Off topic, but this must be a USA-specific problem, where prescription drugs are actually marketed at Joe consumer. I think there is maybe one other country where this insane practice is allowed. Nowhere else are patients told to “Ask your doctor about Procrapin for your irritable bowl syndrome!!”

bigthymer 37 minutes ago | parent [-]

While prescription drug marketing to consumers is an issue in the US, I think the actual problem in this situation is people Googling their issue then coming to the doctor with the conclusion of their investigation instead of letting the doctor do the investigation themselves.

stingraycharles an hour ago | parent | prev | next [-]

> If you're a senior developer, you're the one who has to push back against behaviour you don't like. You have the authority.

Not just that, but it seems like the grandparent had issues understanding what they were talking about. This is absolutely fine, and they should have just asked to continue explaining more until the problem was fully understood.

It’s obvious your opinion is important, but it’s not worth a lot if you don’t understand what the actual problem is.

Also, I personally don’t like to appeal to authority (not sure if that is what you meant), and instead just use the Socratic method to keep asking questions until they themselves understand the weaknesses. It’s a very friendly way of doing things.

komali2 2 hours ago | parent | prev [-]

> Can you give me a quick overview of the system architecture

I think what the OP is saying is that it's the OP's job to know that, and didn't, because they over leverage the LLM.

Like if a doctor was brought in on a cardio consult on their patient because they had a maybe unrelated heart condition, and the only thing they could answer to "why did you prescribe cemidine instead of decimine" is "lemme get back to you on that."

ryandrake 3 hours ago | parent | prev | next [-]

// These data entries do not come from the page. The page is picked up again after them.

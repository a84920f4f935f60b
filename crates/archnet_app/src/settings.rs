// SPDX-License-Identifier: MIT OR Apache-2.0
//! Process configuration.
//!
//! Settings are an explicit value loaded at startup and threaded through the
//! command handlers; nothing reads configuration from globals. The file
//! lives next to the vault as RON with a format version.

use archnet_canvas::LayoutConfig;
use archnet_engine::{HttpEngineConfig, LocalEngineConfig};
use serde::{Deserialize, Serialize};
use std::path::Path;

/// Current settings format version.
pub const SETTINGS_FORMAT_VERSION: u32 = 1;

/// Default settings file name.
pub const SETTINGS_FILE_NAME: &str = "archnet.ron";

/// Which completion engine binding to use.
#[derive(Debug, Clone, Serialize, Deserialize)]
pub enum EngineSettings {
    /// Remote HTTP completion API.
    Http(HttpEngineConfig),
    /// Locally spawned inference process.
    Local(LocalEngineConfig),
}

impl Default for EngineSettings {
    fn default() -> Self {
        Self::Http(HttpEngineConfig::default())
    }
}

/// Grid placement settings for file cards.
#[derive(Debug, Clone, Serialize, Deserialize)]
pub struct GridSettings {
    /// X coordinate of the first card's top-left corner.
    pub x: i64,
    /// Y coordinate of the first card's top-left corner.
    pub y: i64,
    /// Card width in pixels.
    pub width: i64,
    /// Card height in pixels.
    pub height: i64,
    /// Margin between cards, horizontal and vertical.
    pub margin: i64,
    /// Cards per grid row.
    pub columns: usize,
}

impl Default for GridSettings {
    fn default() -> Self {
        Self {
            x: 0,
            y: 0,
            width: 400,
            height: 500,
            margin: 50,
            columns: 4,
        }
    }
}

/// Complete settings for the command binary.
#[derive(Debug, Clone, Serialize, Deserialize)]
pub struct Settings {
    /// Settings format version.
    pub version: u32,
    /// Spacing and sizing for generated cards.
    pub layout: LayoutConfig,
    /// Grid placement for file cards.
    pub grid: GridSettings,
    /// Completions requested per expansion.
    pub completions: usize,
    /// Completion engine binding.
    pub engine: EngineSettings,
}

impl Default for Settings {
    fn default() -> Self {
        Self {
            version: SETTINGS_FORMAT_VERSION,
            layout: LayoutConfig::default(),
            grid: GridSettings::default(),
            completions: 1,
            engine: EngineSettings::default(),
        }
    }
}

impl Settings {
    /// Load settings from `path`, falling back to defaults when the file
    /// does not exist.
    pub fn load_or_default(path: &Path) -> std::io::Result<Self> {
        if !path.exists() {
            return Ok(Self::default());
        }
        Self::load(path)
    }

    /// Load settings from a file.
    pub fn load(path: &Path) -> std::io::Result<Self> {
        let content = std::fs::read_to_string(path)?;
        let settings: Settings = ron::from_str(&content)
            .map_err(|e| std::io::Error::new(std::io::ErrorKind::InvalidData, e.to_string()))?;

        // Version check
        if settings.version > SETTINGS_FORMAT_VERSION {
            return Err(std::io::Error::new(
                std::io::ErrorKind::InvalidData,
                format!(
                    "Settings version {} is newer than supported version {}",
                    settings.version, SETTINGS_FORMAT_VERSION
                ),
            ));
        }

        Ok(settings)
    }

    /// Save settings to a file.
    pub fn save(&self, path: &Path) -> std::io::Result<()> {
        let config = ron::ser::PrettyConfig::default()
            .struct_names(true)
            .enumerate_arrays(false);

        let content = ron::ser::to_string_pretty(self, config)
            .map_err(|e| std::io::Error::new(std::io::ErrorKind::InvalidData, e.to_string()))?;

        std::fs::write(path, content)
    }
}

What kind of place do you work where you get dragged into a meeting halfway through and then are peppered with technical questions without context, that you're expected to answer on the spot? Please let us know because I'm sure a lot of us want to avoid such a place.

"I'll need to study the docs and code to answer these questions properly" is a perfectly fine (and very diplomatic) response to treatment like that.

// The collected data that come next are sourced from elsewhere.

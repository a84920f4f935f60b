// SPDX-License-Identifier: MIT OR Apache-2.0
//! Local inference process binding.
//!
//! Drives a long-lived llama.cpp-style executable in interactive mode:
//! prompts are written to its stdin and output is read back until the
//! ready marker reappears or the stream stays silent for the idle window.
//! The output stream has no length prefix or protocol terminator, so
//! silence for the idle window is treated as end of response.

use crate::{CompletionEngine, EngineError, EngineResult};
use serde::{Deserialize, Serialize};
use std::path::PathBuf;
use std::process::Stdio;
use std::time::Duration;
use tokio::io::{AsyncReadExt, AsyncWriteExt};
use tokio::process::{Child, ChildStdin, ChildStdout, Command};
use tokio::sync::Mutex;

use async_trait::async_trait;

/// Configuration for the locally spawned inference process.
#[derive(Debug, Clone, Serialize, Deserialize)]
pub struct LocalEngineConfig {
    /// Path to the inference executable.
    pub binary: PathBuf,
    /// Path to the model weights.
    pub model: PathBuf,
    /// RNG seed (-1 for random).
    pub seed: i64,
    /// Worker threads.
    pub threads: u32,
    /// Tokens to predict per prompt.
    pub n_predict: u32,
    /// Top-k sampling.
    pub top_k: u32,
    /// Top-p sampling.
    pub top_p: f32,
    /// Tokens considered by the repetition penalty.
    pub repeat_last_n: u32,
    /// Repetition penalty.
    pub repeat_penalty: f32,
    /// Context window size.
    pub ctx_size: u32,
    /// Sampling temperature.
    pub temp: f32,
    /// Batch size for prompt processing.
    pub batch_size: u32,
    /// Character that marks the process as ready for the next prompt.
    pub ready_marker: char,
    /// Silence window treated as end of response, in milliseconds.
    pub idle_timeout_ms: u64,
}

impl Default for LocalEngineConfig {
    fn default() -> Self {
        Self {
            binary: PathBuf::from("llama"),
            model: PathBuf::from("models/7B/ggml-model-q4_0.bin"),
            seed: -1,
            threads: 4,
            n_predict: 128,
            top_k: 40,
            top_p: 0.9,
            repeat_last_n: 64,
            repeat_penalty: 1.1,
            ctx_size: 512,
            temp: 0.8,
            batch_size: 8,
            ready_marker: '>',
            idle_timeout_ms: 4000,
        }
    }
}

impl LocalEngineConfig {
    fn command_args(&self) -> Vec<String> {
        vec![
            "--seed".to_string(),
            self.seed.to_string(),
            "--threads".to_string(),
            self.threads.to_string(),
            "--n_predict".to_string(),
            self.n_predict.to_string(),
            "--top_k".to_string(),
            self.top_k.to_string(),
            "--top_p".to_string(),
            self.top_p.to_string(),
            "--repeat_last_n".to_string(),
            self.repeat_last_n.to_string(),
            "--repeat_penalty".to_string(),
            self.repeat_penalty.to_string(),
            "--ctx_size".to_string(),
            self.ctx_size.to_string(),
            "--temp".to_string(),
            self.temp.to_string(),
            "--batch_size".to_string(),
            self.batch_size.to_string(),
            "--model".to_string(),
            self.model.to_string_lossy().into_owned(),
        ]
    }
}

struct EngineProcess {
    child: Child,
    stdin: ChildStdin,
    stdout: ChildStdout,
}

/// Completion engine bound to a locally spawned inference process.
///
/// The process is spawned lazily on the first request and kept alive until
/// [`CompletionEngine::shutdown`] kills it. `kill_on_drop` is set as a
/// backstop for callers that never shut down cleanly.
pub struct LocalEngine {
    config: LocalEngineConfig,
    process: Mutex<Option<EngineProcess>>,
}

impl LocalEngine {
    /// Build an engine from its configuration without spawning anything.
    pub fn new(config: LocalEngineConfig) -> Self {
        Self {
            config,
            process: Mutex::new(None),
        }
    }

    fn spawn(&self) -> EngineResult<EngineProcess> {
        let mut child = Command::new(&self.config.binary)
            .args(self.config.command_args())
            .stdin(Stdio::piped())
            .stdout(Stdio::piped())
            .stderr(Stdio::null())
            .kill_on_drop(true)
            .spawn()?;

        let stdin = child.stdin.take().ok_or(EngineError::NotRunning)?;
        let stdout = child.stdout.take().ok_or(EngineError::NotRunning)?;
        tracing::info!(
            "spawned inference process {:?} (pid {:?})",
            self.config.binary,
            child.id()
        );
        Ok(EngineProcess {
            child,
            stdin,
            stdout,
        })
    }

    /// Read from `stdout` until the ready marker shows up or the stream is
    /// silent for the configured idle window.
    async fn read_response(&self, stdout: &mut ChildStdout) -> EngineResult<String> {
        let idle = Duration::from_millis(self.config.idle_timeout_ms);
        let marker = self.config.ready_marker;
        let mut collected: Vec<u8> = Vec::new();
        let mut chunk = [0u8; 4096];

        loop {
            match tokio::time::timeout(idle, stdout.read(&mut chunk)).await {
                // Silence for the whole idle window: the response is over.
                Err(_) => break,
                Ok(Ok(0)) => break,
                Ok(Ok(read)) => {
                    collected.extend_from_slice(&chunk[..read]);
                    let text = String::from_utf8_lossy(&collected);
                    if text.trim_end().ends_with(marker) {
                        break;
                    }
                }
                Ok(Err(e)) => return Err(EngineError::Process(e)),
            }
        }

        let text = String::from_utf8_lossy(&collected);
        let text = text.trim_end();
        let text = text.strip_suffix(marker).unwrap_or(text);
        Ok(text.trim().to_owned())
    }
}

#[async_trait]
impl CompletionEngine for LocalEngine {
    async fn complete(&self, prompt: &str, n: usize) -> EngineResult<Vec<String>> {
        if n > 1 {
            tracing::debug!("local engine produces a single completion; ignoring n={n}");
        }

        let mut guard = self.process.lock().await;
        if guard.is_none() {
            *guard = Some(self.spawn()?);
        }
        let process = guard.as_mut().ok_or(EngineError::NotRunning)?;

        process.stdin.write_all(prompt.as_bytes()).await?;
        process.stdin.write_all(b"\n").await?;
        process.stdin.flush().await?;

        let text = self.read_response(&mut process.stdout).await?;
        Ok(vec![text])
    }

    async fn shutdown(&self) -> EngineResult<()> {
        if let Some(mut process) = self.process.lock().await.take() {
            tracing::info!("stopping inference process");
            process.child.kill().await?;
        }
        Ok(())
    }

    fn name(&self) -> &str {
        "local"
    }
}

pkthunder 3 hours ago | parent | next [-]

Not OP, but similar context (~20yr exp.). You absolutely can get away with "I'll need to dig more into this to give you a good answer" but you are _for sure_ expected to have at least some answer ready-to-go. Especially if it's under your purview.

furyofantares 2 hours ago | parent | prev | next [-]

The implication is that, in the past, such a meeting would be fine, because they're an expert in what they've authored. It's "hey can you join for 5 minutes" because, in the past, they'd have had deep knowledge off the top of their head of the things they'd committed under their name.

But now they're not an expert in the code they've recently committed.

Maybe that's OK and expectations need to change, but I'd bet there are a lot of cases where the organization really wants to produce a (code, expert-in-the-code) pair, and should be willing to pay a little time to do that over producing just (code, guy-who-prompted-it).

WD-42 3 hours ago | parent | prev | next [-]

I don’t think it was made clear: the questions were about the code op “wrote” but they used a llm so couldn’t remember any of it. Probably got there from a git blame. This happens.

solenoid0937 3 hours ago | parent | prev | next [-]

This can happen more or less anywhere if you spend enough time at a company. At some point you'll get pulled into a meeting like this because others think you're in expert in a codebase/area you're not.

keyle 3 hours ago | parent | prev | next [-]

Startup life man. Happy to help, just rough sometimes.

marcosdumay 3 hours ago | parent | prev [-]

From the way it's written, looks like it's his code that he wrote recently.

It's quite common to search for the author of a piece of code to ask questions about that code.

chaidhat 2 hours ago | parent | prev [-]

I think that in an AI-native company, the people asking the question should be using their own set of the AI to query the codebase, before coming to ask you. The problem that you describe seems to be more relevant to an organization which has not fully embraced AI yet.